Copper is considered as an economic bellwether because the ‘red metal’ is used in many industrial applications and products. In fact, more than two-thirds of the world’s red metal goes directly into building construction and electronics.
Therefore, the stronger the economic outlook and industrial activity is, the greater demand for copper.
On the other hand, Gold is a precious metal and is typically considered a safe-haven asset that is non-interest-bearing. The stronger the economy and the higher real interest rates go, the less appealing it is to own gold and vice versa.
That’s why comparing the relative performance of Copper and Gold gives interesting indications about the current state and outlook of the global economy.
The chart below shows a 15-year history of the Copper (green line) and Gold (blue line) prices against the earnings per share (EPS) earnings growth of the ASX 300 (orange line). As expected, trends in the Copper and Gold price tend to anticipate whether future earnings growth will be higher or lower.
Over the past few months, Copper has begun underperforming Gold, which is consistent with the ASX 300 one-year EPS growth falling to just 1.26% by December 2023, down from 16.84% in December 2022.
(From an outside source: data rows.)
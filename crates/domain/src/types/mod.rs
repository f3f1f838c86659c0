//! # Duelhall Domain Types
//!
//! Shared vocabulary types used by both the engine and the wire protocol.
//!
//! ## Design Principles
//!
//! 1. **Pure data types** - No I/O, no async, no side effects
//! 2. **Stable API** - Changes here affect both engine and protocol
//! 3. **Serializable** - All types derive Serialize/Deserialize

// Session types
mod session;
pub use session::{Role, SessionPhase, Side};

// Outcome classification
mod outcome;
pub use outcome::Outcome;

// Proposed actions
mod action;
pub use action::Action;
Earnings forecasts for the ASX 300 have remained robust relative to its global peers, due to many of its underlying company constituents being ‘value’ orientated, with their earnings largely benefitting from higher interest rates and commodity prices (Financials, Material and Energy sectors). This supports Clime’s view that whilst the economic outlook for 2023 remains challenging, the ‘Aussie’ ASX remains attractive and is underpinned by strong relative forecasted earnings and dividend growth.